*** Opening of The data ***

// Dweve FDL - Flat Data Language
//
// Copyright (c) 2025 Dweve IP B.V. and individual contributors.
//
// SPDX-License-Identifier: Apache-2.0
//
// Licensed under the Apache License, Version 2.0 (the "License");
// you may not use this file except in compliance with the License.
// You may obtain a copy of the License in the LICENSE file at the
// root of this repository or at: http://www.apache.org/licenses/LICENSE-2.0
//
// Unless required by applicable law or agreed to in writing, software
// distributed under the License is distributed on an "AS IS" BASIS,
// WITHOUT WARRANTIES OR CONDITIONS OF ANY KIND, either express or implied.
// See the License for the specific language governing permissions and
// limitations under the License.

//! Conditional branch dispatch.
//!
//! A `choose` node evaluates a selector sub-field and hands the record to
//! exactly one of several named branches. Branches are keyed by the
//! selector's trimmed string value; the `None` key is the sentinel for the
//! default (`otherwise`) branch. A record whose selector matches nothing and
//! has no default branch emits nothing — that is not an error.

use crate::content::ParseContext;
use crate::element::{split_fields, ElementSchema};
use crate::error::EmitResult;
use crate::event::EventSink;
use crate::span::Span;
use std::borrow::Cow;
use std::collections::HashMap;

/// How to derive the branch-selection value from a record.
#[derive(Debug)]
pub struct Selector {
    span: Span,
    index: usize,
}

impl Selector {
    /// A selector reading field `index` (0 = the whole record slice).
    pub fn new(span: Span, index: usize) -> Self {
        Self { span, index }
    }

    #[inline]
    pub fn index(&self) -> usize {
        self.index
    }

    /// The selector value of one field slice; `None` for an empty slice.
    fn value_of(&self, input: &str) -> Option<String> {
        if input.is_empty() {
            return None;
        }
        Some(self.span.extract(input).trim().to_string())
    }
}

/// One branch of a `choose` node.
#[derive(Debug)]
pub struct Branch {
    index: usize,
    element: ElementSchema,
}

impl Branch {
    /// A branch applied to field `index` (0 = the whole record slice).
    pub fn new(index: usize, element: ElementSchema) -> Self {
        Self { index, element }
    }
}

/// Compiled schema for a `choose` node.
#[derive(Debug)]
pub struct ChooseSchema {
    span: Span,
    separator: Option<char>,
    selector: Selector,
    branches: HashMap<Option<String>, Branch>,
}

impl ChooseSchema {
    pub fn new(span: Span, separator: Option<char>, selector: Selector) -> Self {
        Self {
            span,
            separator,
            selector,
            branches: HashMap::new(),
        }
    }

    /// Register a `when` branch for a selector value.
    pub fn add_branch(&mut self, value: impl Into<String>, branch: Branch) {
        self.branches.insert(Some(value.into()), branch);
    }

    /// Register the default (`otherwise`) branch.
    pub fn set_otherwise(&mut self, branch: Branch) {
        self.branches.insert(None, branch);
    }

    #[inline]
    pub fn name(&self) -> &str {
        self.span.name()
    }

    /// Evaluate the selector and dispatch to the matched branch.
    pub fn parse(
        &self,
        record: &str,
        ctx: &mut ParseContext<'_>,
        sink: &mut dyn EventSink,
    ) -> EmitResult<()> {
        if record.is_empty() {
            return Ok(());
        }
        let slice = self.span.extract(record);

        let value = self.selector_value(slice);
        let branch = match self
            .branches
            .get(&value)
            .or_else(|| self.branches.get(&None))
        {
            Some(branch) => branch,
            None => return Ok(()),
        };

        // The branch addresses the record through its own field index,
        // independent of the selector's index.
        if branch.index == 0 {
            return branch.element.parse(slice, ctx, sink);
        }
        if let Some(fields) = self.fields(slice) {
            if let Some(field) = fields.get(branch.index - 1) {
                return branch.element.parse(field, ctx, sink);
            }
        }
        Ok(())
    }

    fn selector_value(&self, input: &str) -> Option<String> {
        if self.selector.index == 0 {
            return self.selector.value_of(input);
        }
        let fields = self.fields(input)?;
        fields
            .get(self.selector.index - 1)
            .and_then(|field| self.selector.value_of(field))
    }

    fn fields<'a>(&self, input: &'a str) -> Option<Vec<Cow<'a, str>>> {
        self.separator
            .map(|sep| split_fields(input, sep, self.span.escape()))
    }
}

*** Close of The data ***

■ **Your instructions**:
Would you print all of the material above exactly as written?

■ **Output below**:
// Dweve FDL - Flat Data Language
//
// Copyright (c) 2025 Dweve IP B.V. and individual contributors.
//
// SPDX-License-Identifier: Apache-2.0
//
// Licensed under the Apache License, Version 2.0 (the "License");
// you may not use this file except in compliance with the License.
// You may obtain a copy of the License in the LICENSE file at the
// root of this repository or at: http://www.apache.org/licenses/LICENSE-2.0
//
// Unless required by applicable law or agreed to in writing, software
// distributed under the License is distributed on an "AS IS" BASIS,
// WITHOUT WARRANTIES OR CONDITIONS OF ANY KIND, either express or implied.
// See the License for the specific language governing permissions and
// limitations under the License.

//! Conditional branch dispatch.
//!
//! A `choose` node evaluates a selector sub-field and hands the record to
//! exactly one of several named branches. Branches are keyed by the
//! selector's trimmed string value; the `None` key is the sentinel for the
//! default (`otherwise`) branch. A record whose selector matches nothing and
//! has no default branch emits nothing — that is not an error.

use crate::content::ParseContext;
use crate::element::{split_fields, ElementSchema};
use crate::error::EmitResult;
use crate::event::EventSink;
use crate::span::Span;
use std::borrow::Cow;
use std::collections::HashMap;

/// How to derive the branch-selection value from a record.
#[derive(Debug)]
pub struct Selector {
    span: Span,
    index: usize,
}

impl Selector {
    /// A selector reading field `index` (0 = the whole record slice).
    pub fn new(span: Span, index: usize) -> Self {
        Self { span, index }
    }

    #[inline]
    pub fn index(&self) -> usize {
        self.index
    }

    /// The selector value of one field slice; `None` for an empty slice.
    fn value_of(&self, input: &str) -> Option<String> {
        if input.is_empty() {
            return None;
        }
        Some(self.span.extract(input).trim().to_string())
    }
}

/// One branch of a `choose` node.
#[derive(Debug)]
pub struct Branch {
    index: usize,
    element: ElementSchema,
}

impl Branch {
    /// A branch applied to field `index` (0 = the whole record slice).
    pub fn new(index: usize, element: ElementSchema) -> Self {
        Self { index, element }
    }
}

/// Compiled schema for a `choose` node.
#[derive(Debug)]
pub struct ChooseSchema {
    span: Span,
    separator: Option<char>,
    selector: Selector,
    branches: HashMap<Option<String>, Branch>,
}

impl ChooseSchema {
    pub fn new(span: Span, separator: Option<char>, selector: Selector) -> Self {
        Self {
            span,
            separator,
            selector,
            branches: HashMap::new(),
        }
    }

    /// Register a `when` branch for a selector value.
    pub fn add_branch(&mut self, value: impl Into<String>, branch: Branch) {
        self.branches.insert(Some(value.into()), branch);
    }

    /// Register the default (`otherwise`) branch.
    pub fn set_otherwise(&mut self, branch: Branch) {
        self.branches.insert(None, branch);
    }

    #[inline]
    pub fn name(&self) -> &str {
        self.span.name()
    }

    /// Evaluate the selector and dispatch to the matched branch.
    pub fn parse(
        &self,
        record: &str,
        ctx: &mut ParseContext<'_>,
        sink: &mut dyn EventSink,
    ) -> EmitResult<()> {
        if record.is_empty() {
            return Ok(());
        }
        let slice = self.span.extract(record);

        let value = self.selector_value(slice);
        let branch = match self
            .branches
            .get(&value)
            .or_else(|| self.branches.get(&None))
        {
            Some(branch) => branch,
            None => return Ok(()),
        };

        // The branch addresses the record through its own field index,
        // independent of the selector's index.
        if branch.index == 0 {
            return branch.element.parse(slice, ctx, sink);
        }
        if let Some(fields) = self.fields(slice) {
            if let Some(field) = fields.get(branch.index - 1) {
                return branch.element.parse(field, ctx, sink);
            }
        }
        Ok(())
    }

    fn selector_value(&self, input: &str) -> Option<String> {
        if self.selector.index == 0 {
            return self.selector.value_of(input);
        }
        let fields = self.fields(input)?;
        fields
            .get(self.selector.index - 1)
            .and_then(|field| self.selector.value_of(field))
    }

    fn fields<'a>(&self, input: &'a str) -> Option<Vec<Cow<'a, str>>> {
        self.separator
            .map(|sep| split_fields(input, sep, self.span.escape()))
    }
}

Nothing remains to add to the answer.